The children of immigrants have that perspective to add to Canada. Last summer I experienced another when, soon after my parents' deaths, I visited their birthplaces in the Netherlands. It was a holiday full of windmills, Amsterdam canals, drives through the countryside and quaint cafés. It also included family reunions and visits to cemeteries where my ancestors are buried, including the grave of the grandmother for whom I am named.

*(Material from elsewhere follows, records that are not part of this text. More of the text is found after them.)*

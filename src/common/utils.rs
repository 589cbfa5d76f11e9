use lambda_http::http::header::{
    HeaderMap, HeaderValue, ACCESS_CONTROL_ALLOW_HEADERS, ACCESS_CONTROL_ALLOW_METHODS,
    ACCESS_CONTROL_ALLOW_ORIGIN, CONTENT_TYPE,
};
use lambda_http::http::{response::Builder, StatusCode};
use lambda_http::{Request, RequestExt, RequestPayloadExt, Response};
use serde::de::DeserializeOwned;
use serde::Serialize;

use crate::common::errors::Error;

pub const EMPTY_PAYLOAD_ERROR: &str = "Request payload is empty";
pub const NOT_FOUND_ERROR: &str = "Not found";

pub const CORS_ALLOW_ORIGIN: &str = "*";
pub const CORS_ALLOW_HEADERS: &str = "Content-Type,Authorization";
pub const CORS_ALLOW_METHODS: &str = "GET,POST,DELETE,OPTIONS";

const APPLICATION_JSON: &str = "application/json";

pub fn cors_headers(headers: &mut HeaderMap) {
    headers.insert(
        ACCESS_CONTROL_ALLOW_ORIGIN,
        HeaderValue::from_static(CORS_ALLOW_ORIGIN),
    );
    headers.insert(
        ACCESS_CONTROL_ALLOW_HEADERS,
        HeaderValue::from_static(CORS_ALLOW_HEADERS),
    );
    headers.insert(
        ACCESS_CONTROL_ALLOW_METHODS,
        HeaderValue::from_static(CORS_ALLOW_METHODS),
    );
}

fn with_cors(mut builder: Builder) -> Builder {
    if let Some(headers) = builder.headers_mut() {
        cors_headers(headers);
    }
    builder
}

pub fn json_response<T: Serialize>(status: StatusCode, value: &T) -> Result<Response<String>, Error> {
    let response = with_cors(Response::builder())
        .status(status)
        .header(CONTENT_TYPE, APPLICATION_JSON)
        .body(serde_json::to_string(value)?)?;

    Ok(response)
}

pub fn empty_response(status: StatusCode) -> Result<Response<String>, Error> {
    let response = with_cors(Response::builder())
        .status(status)
        .body(Default::default())?;

    Ok(response)
}

/// `{"message": ...}` body. Infallible so error conversions can use it.
pub fn message_response(status: StatusCode, message: &str) -> Response<String> {
    let body = serde_json::json!({ "message": message }).to_string();
    let mut response = Response::new(body);
    *response.status_mut() = status;

    let headers = response.headers_mut();
    headers.insert(CONTENT_TYPE, HeaderValue::from_static(APPLICATION_JSON));
    cors_headers(headers);

    response
}

pub fn extract_request<T: DeserializeOwned>(request: &Request) -> Result<T, Error> {
    match request.payload::<T>() {
        Ok(Some(val)) => Ok(val),
        // no recognised content type: the body is still read as JSON
        Ok(None) if !request.body().is_empty() => serde_json::from_slice(request.body())
            .map_err(|err| Error::bad_request(&err.to_string())),
        Ok(None) => Err(Error::bad_request(EMPTY_PAYLOAD_ERROR)),
        Err(err) => Err(Error::bad_request(&err.to_string())),
    }
}

/// The `{id}` path parameter as set by the gateway.
pub fn path_id(request: &Request) -> Option<String> {
    request
        .path_parameters()
        .first("id")
        .map(ToOwned::to_owned)
}
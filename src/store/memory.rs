use async_trait::async_trait;
use chrono::Utc;
use tokio::sync::RwLock;
use uuid::Uuid;

use super::{ItemStore, StoreError, StoreResult};
use crate::common::Item;

/// Process-local store. Items live as long as the value does.
#[derive(Default)]
pub struct MemoryItemStore {
    items: RwLock<Vec<Item>>,
}

impl MemoryItemStore {
    pub fn with_items(items: Vec<Item>) -> Self {
        Self {
            items: RwLock::new(items),
        }
    }
}

#[async_trait]
impl ItemStore for MemoryItemStore {
    async fn list(&self, owner: &str) -> StoreResult<Vec<Item>> {
        let mut items: Vec<Item> = self
            .items
            .read()
            .await
            .iter()
            .filter(|item| item.owner_id == owner)
            .cloned()
            .collect();

        items.sort_by(Item::list_order);
        Ok(items)
    }

    async fn create(&self, owner: &str, title: &str) -> StoreResult<Item> {
        let item = Item::new(owner, title);
        self.items.write().await.push(item.clone());
        Ok(item)
    }

    async fn toggle(&self, owner: &str, id: Uuid) -> StoreResult<Item> {
        let mut items = self.items.write().await;
        let item = items
            .iter_mut()
            .find(|item| item.id == id && item.owner_id == owner)
            .ok_or(StoreError::NotFound)?;

        item.completed = !item.completed;
        item.updated_at = Utc::now();
        Ok(item.clone())
    }

    async fn delete(&self, owner: &str, id: Uuid) -> StoreResult<()> {
        let mut items = self.items.write().await;
        let position = items
            .iter()
            .position(|item| item.id == id && item.owner_id == owner)
            .ok_or(StoreError::NotFound)?;

        items.remove(position);
        Ok(())
    }
}
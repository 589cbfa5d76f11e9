use std::sync::Arc;

use async_trait::async_trait;
use thiserror::Error;
use tracing::{info, warn};
use uuid::Uuid;

use crate::common::config::Config;
use crate::common::Item;

pub mod memory;
pub mod postgres;

pub use memory::MemoryItemStore;
pub use postgres::PgItemStore;

#[derive(Error, Debug)]
pub enum StoreError {
    #[error("Item not found")]
    NotFound,
    #[error("Database error: {0}")]
    Database(#[from] sqlx::Error),
    #[error("Migration error: {0}")]
    Migration(#[from] sqlx::migrate::MigrateError),
}

pub type StoreResult<T> = Result<T, StoreError>;

/// Persistence for to-do items. Every operation is scoped to `owner`; an item
/// owned by someone else behaves exactly like a missing one.
#[async_trait]
pub trait ItemStore: Send + Sync {
    /// Items of `owner`, incomplete first, then by creation time.
    async fn list(&self, owner: &str) -> StoreResult<Vec<Item>>;

    async fn create(&self, owner: &str, title: &str) -> StoreResult<Item>;

    /// Flips `completed` in a single step and returns the stored item.
    async fn toggle(&self, owner: &str, id: Uuid) -> StoreResult<Item>;

    async fn delete(&self, owner: &str, id: Uuid) -> StoreResult<()>;
}

/// Postgres when `DATABASE_URL` is set, otherwise an in-process store.
pub fn from_config(config: &Config) -> Result<Arc<dyn ItemStore>, StoreError> {
    match config.database_url.as_deref() {
        Some(url) => {
            info!("Using postgres store");
            Ok(Arc::new(PgItemStore::connect_lazy(url, config.max_connections)?))
        }
        None => {
            warn!("DATABASE_URL not set, items are kept in memory");
            Ok(Arc::new(MemoryItemStore::default()))
        }
    }
}

/// Postgres only; for binaries that must not silently run without a database.
pub fn postgres_from_config(config: &Config) -> Result<PgItemStore, lambda_http::Error> {
    let url = config.require_database_url()?;
    Ok(PgItemStore::connect_lazy(url, config.max_connections)?)
}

But after I came home, when friends asked about the trip I couldn't describe the deeply unsettling effect it had on me. Then, finally, I found the word.

"How was your trip to Holland?"

"Shocking," I replied.

I saw the quiet marshland beauty of my father's village of Noorden and the canals he had rowed to reach his field. I saw the Frisian lanes of thatch-roofed farms my mother bicycled with deliveries from her father's butcher shop. How had they ever left?

And my cousins - my tall, fluent-in-English, settled-in-their-skin Dutch cousins who live on boats year-round, ramble the world and yet always return to the towns and villages in which their (my!) people have lived since history was written down. I had to think, that could have been me, my life, my place.

Shocking. It was like looking into a bewitching mirror of possible but never lived experience. Every step of that journey on the red-brick roads and across the great dike that keeps out the North Sea I felt both deeply connected and profoundly apart. My genes are 100-per-cent Dutch. Yet I am not Dutch.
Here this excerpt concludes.